You are viewing a plain text version of this content. The canonical link for it is here.
Posted to dev@calcite.apache.org by Yiyun Yin <yy...@gmail.com> on 2022/08/14 15:31:00 UTC

Calcite Join Optimizer Rule

Dear,
    Hello, I am Yiyun Yin. I am trying to develop a data federation query
service using calcite, and I have a question I would like to ask.
<https://stackoverflow.com/posts/73352781/timeline>

    When I use join query with calcite, how can I optimize the query plan
so that it can query the small table first, and then use the result of the
small table as the filter condition of the large table?

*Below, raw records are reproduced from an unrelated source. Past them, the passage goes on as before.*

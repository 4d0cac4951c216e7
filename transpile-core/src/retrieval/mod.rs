//! Example corpus and category-filtered BM25 retrieval.
//!
//! The corpus is loaded once, indexed once, and then shared read-only
//! (`Arc<ExampleIndex>`) by every translation request.

pub mod bm25;

use std::collections::BTreeSet;
use std::path::{Path, PathBuf};
use std::sync::Arc;

use serde::{Deserialize, Serialize};
use thiserror::Error;
use tracing::{debug, info, warn};

use crate::analysis::Category;
pub use bm25::{tokenize, Bm25Config, InvertedIndex};

/// Number of examples returned when the caller does not say otherwise.
pub const DEFAULT_TOP_K: usize = 3;

static BUILTIN_CORPUS: &str = include_str!("../../corpus/examples.json");

/// A precedent translation.
#[derive(Debug, Clone, PartialEq, Serialize, Deserialize)]
pub struct Example {
    #[serde(alias = "c_code")]
    pub source_snippet: String,
    #[serde(alias = "rust_code")]
    pub target_snippet: String,
    #[serde(default)]
    pub categories: BTreeSet<Category>,
    #[serde(default)]
    pub description: String,
}

#[derive(Debug, Error)]
pub enum CorpusError {
    #[error("failed to read corpus {path}: {source}")]
    Io {
        path: PathBuf,
        #[source]
        source: std::io::Error,
    },

    #[error("malformed corpus: {0}")]
    Parse(#[from] serde_json::Error),

    #[error("corpus contains no examples")]
    Empty,
}

/// Ordered collection of examples. Order is the tie-break order for retrieval.
#[derive(Debug, Clone, Default)]
pub struct Corpus {
    examples: Vec<Example>,
}

impl Corpus {
    /// The corpus compiled into the crate.
    pub fn builtin() -> Result<Self, CorpusError> {
        Self::from_json(BUILTIN_CORPUS)
    }

    pub fn from_json(json: &str) -> Result<Self, CorpusError> {
        let examples: Vec<Example> = serde_json::from_str(json)?;
        if examples.is_empty() {
            return Err(CorpusError::Empty);
        }
        Ok(Self { examples })
    }

    pub fn load(path: impl AsRef<Path>) -> Result<Self, CorpusError> {
        let path = path.as_ref();
        let json = std::fs::read_to_string(path).map_err(|source| CorpusError::Io {
            path: path.to_path_buf(),
            source,
        })?;
        let corpus = Self::from_json(&json)?;
        info!(path = %path.display(), examples = corpus.len(), "Loaded example corpus");
        Ok(corpus)
    }

    /// Append records after the existing ones. Existing records are never touched.
    pub fn extend(&mut self, more: impl IntoIterator<Item = Example>) {
        self.examples.extend(more);
    }

    pub fn examples(&self) -> &[Example] {
        &self.examples
    }

    pub fn len(&self) -> usize {
        self.examples.len()
    }

    pub fn is_empty(&self) -> bool {
        self.examples.is_empty()
    }
}

/// One ranked example within a [`RetrievalResult`].
#[derive(Debug, Clone, Serialize)]
pub struct RetrievedExample {
    pub example: Arc<Example>,
    pub score: f64,
    /// 1-based
    pub rank: usize,
}

#[derive(Debug, Clone, Default, Serialize)]
pub struct RetrievalResult {
    pub hits: Vec<RetrievedExample>,
    /// True when no example matched the query categories and the full corpus was searched.
    pub fell_back: bool,
}

impl RetrievalResult {
    pub fn examples(&self) -> impl Iterator<Item = &Example> {
        self.hits.iter().map(|h| h.example.as_ref())
    }

    pub fn len(&self) -> usize {
        self.hits.len()
    }

    pub fn is_empty(&self) -> bool {
        self.hits.is_empty()
    }
}

/// Immutable retrieval index over a [`Corpus`].
#[derive(Debug)]
pub struct ExampleIndex {
    examples: Vec<Arc<Example>>,
    index: InvertedIndex,
    config: Bm25Config,
}

impl ExampleIndex {
    pub fn build(corpus: Corpus) -> Self {
        Self::with_config(corpus, Bm25Config::default())
    }

    pub fn with_config(corpus: Corpus, config: Bm25Config) -> Self {
        let mut index = InvertedIndex::new();
        let examples: Vec<Arc<Example>> = corpus
            .examples
            .into_iter()
            .map(|ex| {
                index.add(&ex.source_snippet);
                Arc::new(ex)
            })
            .collect();
        debug!(examples = examples.len(), "Built example index");
        Self {
            examples,
            index,
            config,
        }
    }

    pub fn len(&self) -> usize {
        self.examples.len()
    }

    pub fn is_empty(&self) -> bool {
        self.examples.is_empty()
    }

    /// Top `k` examples for `source` among those tagged with any of `categories`.
    ///
    /// When no example carries a query category (or `categories` is empty) the
    /// whole corpus is ranked instead. A non-empty filtered set smaller than
    /// `k` is returned as is.
    pub fn retrieve(&self, source: &str, categories: &[Category], k: usize) -> RetrievalResult {
        let filtered: Vec<usize> = self
            .examples
            .iter()
            .enumerate()
            .filter(|(_, ex)| categories.iter().any(|c| ex.categories.contains(c)))
            .map(|(i, _)| i)
            .collect();

        let fell_back = filtered.is_empty();
        let candidates = if fell_back {
            if !self.examples.is_empty() {
                warn!(
                    categories = ?categories,
                    "No example matches the query categories; ranking the full corpus"
                );
            }
            (0..self.examples.len()).collect()
        } else {
            filtered
        };

        let scores = self.index.score_all(source, self.config);
        let mut ranked: Vec<(usize, f64)> = candidates.into_iter().map(|i| (i, scores[i])).collect();
        // stable: equal scores keep corpus order
        ranked.sort_by(|a, b| b.1.total_cmp(&a.1));

        let hits = ranked
            .into_iter()
            .take(k)
            .enumerate()
            .map(|(rank, (i, score))| RetrievedExample {
                example: Arc::clone(&self.examples[i]),
                score,
                rank: rank + 1,
            })
            .collect();

        RetrievalResult { hits, fell_back }
    }
}

/// Render retrieved examples for prompt embedding.
pub fn format_examples<'a>(examples: impl IntoIterator<Item = &'a Example>) -> String {
    let mut out = String::new();
    for (i, ex) in examples.into_iter().enumerate() {
        if i > 0 {
            out.push('\n');
        }
        out.push_str(&format!(
            "Example {}: {}\nC code:\n```c\n{}\n```\nRust code:\n```rust\n{}\n```\n",
            i + 1,
            ex.description,
            ex.source_snippet.trim(),
            ex.target_snippet.trim()
        ));
    }
    if out.is_empty() {
        out.push_str("No examples available.");
    }
    out
}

    I am looking forward for your answers. Thank you.


Best Regards,
Yours sincerely,
Yiyun Yin

Re: Calcite Join Optimizer Rule

Posted by Julian Hyde <jh...@gmail.com>.
Deciding join order is a basic function of cost-based query optimizers. It occurs not just with ‘dynamic filters’ or external sources, but with pretty much every join query. Consider this query:

  SELECT *
  FROM Emp AS e
    JOIN Dept AS d ON e.deptno = d.deptno
  WHERE e.job = ‘CLERK’

Emp is a smaller table than Dept, and it is made even smaller when we apply the filter condition on job. A cost-based optimizer will know the sizes of the tables, and estimate the selectivity of the ‘job = ‘CLERK’’ condition, and therefore estimate the size of the filtered Emp table.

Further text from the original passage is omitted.